WHAT THIS TASK INVOLVES: The required output is the lines below from the line containing "filename src/machine/machine_errors.rs" to the line containing "pub enum ResourceError", inclusive, retyped exactly. No other lines belong in it.

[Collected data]

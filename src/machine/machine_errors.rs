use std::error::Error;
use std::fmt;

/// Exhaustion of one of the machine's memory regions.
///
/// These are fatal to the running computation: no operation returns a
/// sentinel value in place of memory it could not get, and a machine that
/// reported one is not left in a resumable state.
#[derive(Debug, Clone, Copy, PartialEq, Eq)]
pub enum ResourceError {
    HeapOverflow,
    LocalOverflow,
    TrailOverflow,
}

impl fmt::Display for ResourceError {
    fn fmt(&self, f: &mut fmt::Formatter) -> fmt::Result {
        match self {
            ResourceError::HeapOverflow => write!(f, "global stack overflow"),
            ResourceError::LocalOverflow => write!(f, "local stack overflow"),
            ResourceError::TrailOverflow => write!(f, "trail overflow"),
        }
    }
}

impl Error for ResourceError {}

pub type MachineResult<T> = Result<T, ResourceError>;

* * *

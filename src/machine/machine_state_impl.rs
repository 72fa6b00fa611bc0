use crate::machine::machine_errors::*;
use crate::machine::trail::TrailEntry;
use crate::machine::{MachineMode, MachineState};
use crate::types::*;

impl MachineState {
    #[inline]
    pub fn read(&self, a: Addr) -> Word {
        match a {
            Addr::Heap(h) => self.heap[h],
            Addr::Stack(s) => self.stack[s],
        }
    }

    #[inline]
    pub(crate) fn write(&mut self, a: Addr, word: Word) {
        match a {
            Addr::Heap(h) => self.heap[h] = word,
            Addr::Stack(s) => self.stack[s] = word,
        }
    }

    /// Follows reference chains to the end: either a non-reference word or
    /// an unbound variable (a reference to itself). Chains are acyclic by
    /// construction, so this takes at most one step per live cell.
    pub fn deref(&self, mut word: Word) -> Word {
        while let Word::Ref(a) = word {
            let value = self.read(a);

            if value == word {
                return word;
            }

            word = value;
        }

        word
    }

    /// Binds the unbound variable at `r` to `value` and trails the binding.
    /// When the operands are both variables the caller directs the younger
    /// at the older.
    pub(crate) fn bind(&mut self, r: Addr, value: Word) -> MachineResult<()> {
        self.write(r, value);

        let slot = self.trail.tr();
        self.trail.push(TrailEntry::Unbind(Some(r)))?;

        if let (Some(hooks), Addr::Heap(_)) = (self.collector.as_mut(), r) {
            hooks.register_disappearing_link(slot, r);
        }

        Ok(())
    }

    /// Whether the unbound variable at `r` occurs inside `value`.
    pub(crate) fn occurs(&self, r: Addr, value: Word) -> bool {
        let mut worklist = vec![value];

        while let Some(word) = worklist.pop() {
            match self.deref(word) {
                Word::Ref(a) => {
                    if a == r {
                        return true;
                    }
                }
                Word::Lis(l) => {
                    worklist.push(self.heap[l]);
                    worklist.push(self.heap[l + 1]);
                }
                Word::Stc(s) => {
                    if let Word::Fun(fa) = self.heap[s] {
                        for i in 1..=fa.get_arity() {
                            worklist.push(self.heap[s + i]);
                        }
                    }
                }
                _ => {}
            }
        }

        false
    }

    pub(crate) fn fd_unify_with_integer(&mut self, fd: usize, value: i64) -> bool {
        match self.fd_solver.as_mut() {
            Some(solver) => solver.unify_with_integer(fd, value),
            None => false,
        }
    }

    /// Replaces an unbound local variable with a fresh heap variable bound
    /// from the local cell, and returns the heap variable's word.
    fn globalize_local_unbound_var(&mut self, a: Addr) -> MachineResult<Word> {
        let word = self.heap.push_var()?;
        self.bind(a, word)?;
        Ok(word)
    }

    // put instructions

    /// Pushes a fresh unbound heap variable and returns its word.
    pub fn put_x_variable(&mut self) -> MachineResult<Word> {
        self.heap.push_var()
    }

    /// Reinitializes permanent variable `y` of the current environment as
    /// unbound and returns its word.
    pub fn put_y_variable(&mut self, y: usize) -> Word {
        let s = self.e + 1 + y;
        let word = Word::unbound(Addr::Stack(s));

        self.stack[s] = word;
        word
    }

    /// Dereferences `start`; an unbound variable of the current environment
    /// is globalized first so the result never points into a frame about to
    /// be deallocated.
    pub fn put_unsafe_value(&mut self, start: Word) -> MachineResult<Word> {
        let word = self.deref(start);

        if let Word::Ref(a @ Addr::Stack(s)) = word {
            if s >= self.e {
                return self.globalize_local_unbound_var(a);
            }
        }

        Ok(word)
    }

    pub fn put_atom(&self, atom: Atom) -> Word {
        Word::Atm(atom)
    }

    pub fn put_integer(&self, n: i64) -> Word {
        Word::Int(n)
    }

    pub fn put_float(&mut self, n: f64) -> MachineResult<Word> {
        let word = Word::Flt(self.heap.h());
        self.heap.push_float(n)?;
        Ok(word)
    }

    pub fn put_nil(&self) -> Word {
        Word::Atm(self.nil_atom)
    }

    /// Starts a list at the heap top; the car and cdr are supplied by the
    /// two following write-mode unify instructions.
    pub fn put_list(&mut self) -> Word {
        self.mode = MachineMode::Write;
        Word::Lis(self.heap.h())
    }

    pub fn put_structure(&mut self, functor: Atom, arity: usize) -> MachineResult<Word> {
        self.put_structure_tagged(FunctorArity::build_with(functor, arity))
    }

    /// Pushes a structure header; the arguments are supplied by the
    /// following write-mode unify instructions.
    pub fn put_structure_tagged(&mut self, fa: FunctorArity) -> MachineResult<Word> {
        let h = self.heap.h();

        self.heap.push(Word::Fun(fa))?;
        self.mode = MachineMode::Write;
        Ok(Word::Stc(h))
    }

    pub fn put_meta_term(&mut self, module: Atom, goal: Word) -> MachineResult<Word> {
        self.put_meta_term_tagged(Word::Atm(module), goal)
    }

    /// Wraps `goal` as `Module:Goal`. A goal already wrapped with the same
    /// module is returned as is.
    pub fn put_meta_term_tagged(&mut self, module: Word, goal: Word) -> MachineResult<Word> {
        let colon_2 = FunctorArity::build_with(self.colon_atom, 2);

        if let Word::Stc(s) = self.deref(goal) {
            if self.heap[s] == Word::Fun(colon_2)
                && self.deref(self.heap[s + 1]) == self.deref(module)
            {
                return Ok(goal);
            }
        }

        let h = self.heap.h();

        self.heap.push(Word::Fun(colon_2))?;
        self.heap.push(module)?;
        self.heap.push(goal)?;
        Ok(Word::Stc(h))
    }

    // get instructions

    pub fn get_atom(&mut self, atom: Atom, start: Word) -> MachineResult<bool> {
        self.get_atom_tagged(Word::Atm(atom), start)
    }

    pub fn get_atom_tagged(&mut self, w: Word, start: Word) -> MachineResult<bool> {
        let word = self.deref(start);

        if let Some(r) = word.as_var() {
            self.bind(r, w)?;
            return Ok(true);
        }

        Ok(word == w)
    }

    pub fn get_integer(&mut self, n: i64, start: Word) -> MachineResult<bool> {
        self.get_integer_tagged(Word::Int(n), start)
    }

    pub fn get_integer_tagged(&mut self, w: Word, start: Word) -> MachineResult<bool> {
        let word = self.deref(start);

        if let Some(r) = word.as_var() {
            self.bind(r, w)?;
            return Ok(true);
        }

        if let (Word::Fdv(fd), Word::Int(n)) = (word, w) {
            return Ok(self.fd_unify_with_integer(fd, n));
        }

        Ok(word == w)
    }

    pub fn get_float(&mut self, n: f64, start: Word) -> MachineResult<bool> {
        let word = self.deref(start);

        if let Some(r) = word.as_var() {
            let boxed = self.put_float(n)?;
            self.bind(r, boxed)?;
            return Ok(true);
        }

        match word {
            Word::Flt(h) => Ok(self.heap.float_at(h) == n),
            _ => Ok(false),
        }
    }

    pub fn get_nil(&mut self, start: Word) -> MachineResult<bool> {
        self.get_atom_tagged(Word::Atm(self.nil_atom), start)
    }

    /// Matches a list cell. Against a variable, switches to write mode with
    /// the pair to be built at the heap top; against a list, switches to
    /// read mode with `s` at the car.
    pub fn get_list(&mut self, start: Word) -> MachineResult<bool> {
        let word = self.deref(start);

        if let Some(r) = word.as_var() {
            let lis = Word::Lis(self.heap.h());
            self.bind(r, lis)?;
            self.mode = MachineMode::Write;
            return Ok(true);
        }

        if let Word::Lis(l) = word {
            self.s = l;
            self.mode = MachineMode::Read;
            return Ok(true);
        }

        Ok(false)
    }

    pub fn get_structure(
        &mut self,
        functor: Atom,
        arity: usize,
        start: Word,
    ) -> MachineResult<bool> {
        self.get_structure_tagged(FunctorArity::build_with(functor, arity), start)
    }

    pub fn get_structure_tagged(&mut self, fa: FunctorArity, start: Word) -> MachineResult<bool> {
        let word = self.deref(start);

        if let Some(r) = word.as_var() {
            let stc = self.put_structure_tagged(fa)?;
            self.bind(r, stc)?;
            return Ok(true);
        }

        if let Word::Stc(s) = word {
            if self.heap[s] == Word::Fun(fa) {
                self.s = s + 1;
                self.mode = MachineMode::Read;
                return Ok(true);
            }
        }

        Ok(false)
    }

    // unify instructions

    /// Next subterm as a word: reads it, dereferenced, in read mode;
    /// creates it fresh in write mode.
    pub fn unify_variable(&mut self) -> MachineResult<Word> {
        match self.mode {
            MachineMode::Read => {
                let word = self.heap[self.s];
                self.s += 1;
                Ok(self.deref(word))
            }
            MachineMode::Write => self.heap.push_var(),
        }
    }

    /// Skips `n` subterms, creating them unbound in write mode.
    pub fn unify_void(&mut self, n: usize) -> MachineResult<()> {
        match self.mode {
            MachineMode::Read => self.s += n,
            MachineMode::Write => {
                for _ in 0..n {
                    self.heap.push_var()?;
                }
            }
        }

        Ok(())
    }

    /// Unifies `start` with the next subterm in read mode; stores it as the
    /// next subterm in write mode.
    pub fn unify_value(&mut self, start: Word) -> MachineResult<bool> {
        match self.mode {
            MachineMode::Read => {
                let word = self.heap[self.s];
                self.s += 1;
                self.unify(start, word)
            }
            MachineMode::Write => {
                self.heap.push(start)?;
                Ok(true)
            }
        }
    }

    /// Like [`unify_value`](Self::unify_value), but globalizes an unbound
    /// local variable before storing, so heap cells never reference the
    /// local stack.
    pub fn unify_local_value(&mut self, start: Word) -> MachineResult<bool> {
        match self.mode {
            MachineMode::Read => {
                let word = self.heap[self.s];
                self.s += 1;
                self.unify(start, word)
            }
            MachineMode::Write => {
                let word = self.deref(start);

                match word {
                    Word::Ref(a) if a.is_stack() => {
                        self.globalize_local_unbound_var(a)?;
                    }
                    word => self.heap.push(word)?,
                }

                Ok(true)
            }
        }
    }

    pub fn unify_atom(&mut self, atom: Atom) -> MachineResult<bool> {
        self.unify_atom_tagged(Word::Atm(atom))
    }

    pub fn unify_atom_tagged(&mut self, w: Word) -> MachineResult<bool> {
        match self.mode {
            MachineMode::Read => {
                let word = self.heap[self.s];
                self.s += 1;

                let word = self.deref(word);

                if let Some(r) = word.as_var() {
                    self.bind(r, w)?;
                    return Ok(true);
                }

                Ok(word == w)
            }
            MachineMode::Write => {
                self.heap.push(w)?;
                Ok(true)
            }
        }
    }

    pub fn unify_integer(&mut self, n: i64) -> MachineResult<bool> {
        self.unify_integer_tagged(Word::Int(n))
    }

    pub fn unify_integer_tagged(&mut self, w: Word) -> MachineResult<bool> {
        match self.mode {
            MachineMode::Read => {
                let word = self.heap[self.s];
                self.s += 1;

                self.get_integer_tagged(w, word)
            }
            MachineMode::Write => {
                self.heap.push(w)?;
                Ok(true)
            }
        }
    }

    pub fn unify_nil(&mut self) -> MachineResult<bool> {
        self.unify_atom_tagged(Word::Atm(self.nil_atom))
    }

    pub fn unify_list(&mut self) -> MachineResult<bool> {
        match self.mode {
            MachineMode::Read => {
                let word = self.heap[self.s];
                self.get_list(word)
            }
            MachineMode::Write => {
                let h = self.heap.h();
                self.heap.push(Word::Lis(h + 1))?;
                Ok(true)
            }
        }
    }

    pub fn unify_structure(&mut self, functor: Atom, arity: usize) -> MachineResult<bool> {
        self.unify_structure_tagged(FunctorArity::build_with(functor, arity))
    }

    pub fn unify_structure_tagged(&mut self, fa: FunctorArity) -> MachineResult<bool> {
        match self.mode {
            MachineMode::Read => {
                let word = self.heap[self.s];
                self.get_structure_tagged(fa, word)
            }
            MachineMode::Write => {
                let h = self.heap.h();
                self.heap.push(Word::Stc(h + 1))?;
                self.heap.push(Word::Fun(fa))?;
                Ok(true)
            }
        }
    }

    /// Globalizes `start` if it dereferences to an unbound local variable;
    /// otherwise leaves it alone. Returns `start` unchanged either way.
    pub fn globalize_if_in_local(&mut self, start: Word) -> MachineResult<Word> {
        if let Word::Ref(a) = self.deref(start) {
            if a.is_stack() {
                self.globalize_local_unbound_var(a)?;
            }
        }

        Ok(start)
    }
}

EXPECTED ANSWER:
filename src/machine/machine_errors.rs
use std::error::Error;
use std::fmt;

/// Exhaustion of one of the machine's memory regions.
///
/// These are fatal to the running computation: no operation returns a
/// sentinel value in place of memory it could not get, and a machine that
/// reported one is not left in a resumable state.
#[derive(Debug, Clone, Copy, PartialEq, Eq)]
pub enum ResourceError {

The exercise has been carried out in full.